Low wages lead to massive economic migration. At the same time without much of a future to look forward too birth rates had collapsed to a mere 1.22 births per woman in 2020, according to the World Bank, one of the lowest rates in Europe. The current birth rate for Ukraine in 2023 is 8.618 births per 1000 people, a 2.25% decline from 2022.

“The ever-present proximity of death or Russian occupation, family separation, and financial as well as physical insecurity is having a dire effect on Ukraine's already-declining birth rate,” the World Bank said.

All these trends have become worse since the war started. The United Nations reports that over 8mn Ukrainians have relocated to other countries as a result of the ongoing war, or approximately one fifth of Ukraine's pre-war population. Most of these refugees are currently residing in Europe (5mn) or Russia (3mn), with another quarter million in North America, according to the UN.

Due to restrictions on "fighting age" men (those under 60) leaving the country, the majority (85%) of Ukrainian adults who have migrated are female. This means that women outnumber men in this refugee group by almost 6 to 1, which is a further hit to fertility rates.

Before the war, Ukraine had a female-skewed population, but this was mostly seen in older age groups. In the crucial 18-34 age group for family formation, there were over six-times more women who have left compared to men. As a result, Ukraine now has a deficit of young and middle-aged women.

Ukrainian refugees are also highly educated, with three quarters (76%) having received a tertiary education, compared to only just under a third (30%) of the pre-war population. This is reflected in the refugee communities in Krakow and Vienna, where two thirds (66%) and eight out of ten (83%) respectively had a tertiary education.

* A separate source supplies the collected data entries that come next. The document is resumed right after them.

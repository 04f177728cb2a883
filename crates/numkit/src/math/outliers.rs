//! Z-score outlier filtering.
//!
//! ## Purpose
//!
//! This module flags values far from a sequence's own mean, measured in
//! population standard deviations, and keeps the rest.
//!
//! ## Key concepts
//!
//! * **Z-score**: `|x - mean| / std`.
//! * **Threshold**: Values with a z-score strictly below the threshold are kept.
//! * **Undefined scores**: With fewer than [`MIN_POINTS`] values or zero deviation,
//!   no value is scored and the input is kept as is.
//!
//! ## Invariants
//!
//! * Kept values preserve their original relative order.
//! * The threshold is not validated; a negative threshold keeps nothing.

// Feature-gated imports
#[cfg(not(feature = "std"))]
use alloc::vec::Vec;
#[cfg(feature = "std")]
use std::vec::Vec;

// External dependencies
use num_traits::Float;
use tracing::debug;

// Internal dependencies
use crate::math::moments;

/// Minimum number of values needed to assess spread.
pub const MIN_POINTS: usize = 3;

/// Z-score of a single value.
#[inline]
pub fn z_score<T: Float>(x: T, mean: T, std: T) -> T {
    ((x - mean) / std).abs()
}

/// Z-scores of every value; `None` when the scores are undefined.
pub fn z_scores<T: Float>(vals: &[T]) -> Option<Vec<T>> {
    let (mean, std) = spread(vals)?;
    Some(vals.iter().map(|&x| z_score(x, mean, std)).collect())
}

/// Keep the values whose z-score is strictly below `threshold`.
pub fn retain_inliers<T: Float>(vals: &[T], threshold: T) -> Vec<T> {
    let Some(scores) = z_scores(vals) else {
        return vals.to_vec();
    };

    vals.iter()
        .zip(scores)
        .filter(|&(_, z)| z < threshold)
        .map(|(&x, _)| x)
        .collect()
}

// Mean and population std, or `None` when z-scores are undefined.
fn spread<T: Float>(vals: &[T]) -> Option<(T, T)> {
    if vals.len() < MIN_POINTS {
        debug!(
            len = vals.len(),
            min = MIN_POINTS,
            "too few values to score, keeping input"
        );
        return None;
    }

    let mean = moments::mean(vals);
    let std = moments::population_std(vals, mean);
    if std == T::zero() {
        debug!(len = vals.len(), "zero deviation, keeping input");
        return None;
    }

    Some((mean, std))
}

Additionally, these refugees are the country’s most productive as only 4% were unemployed before they left the country -- significantly lower than Ukraine's pre-war unemployment rate of almost 9%.

The war has not only sent millions of people over the border, but it has largely sent some of the most industrious and well educated members of society, and the nucleus of future families.

While pre-war most economic migrants, especially those to Poland, said they intended to only stay three months to make some money before returning home, a more recent post-war survey found that a third of the Ukrainians in Germany had no intention of leaving again once the war is over.

The demographic shifts are likely to have a huge impact on Ukraine’s future growth prospects once peace returns that will significantly slow growth and extend the recovery period by years. The ongoing war in Ukraine has led to a massive migration of its population, with a significant portion being women and highly educated individuals. This migration has resulted in imbalances in the age and gender structure of the country, as well as a shortage of young and middle-aged women.

The war is an unmitigated disaster for Ukraine’s long-term outlook.

As bne IntelliNews reported, six years after the Euromaidan revolution it appeared that Ukraine was finally starting to enjoy some of the benefits of the catch-up growth that most countries in the region finished a decade ago. And in a feature comparing side-by-side the Russia and Ukraine’s economies before the war Ukraine was starting to close the gap with Russia and wages, among other things, and was on course to overtake Russia as Ukrainian President Volodymyr Zelenskiy’s reforms started to make an impact, whereas Russian President Vladimir Putin’s austerity had hobbled Russia’s development.

Thanks to the war Ukraine’s economy shrank by some 30% in 2022 and a large part of its energy infrastructure has been destroyed. While poverty levels were low before the war, despite the low wages, now the World Bank estimates that poverty could rise to 50% of the population this year.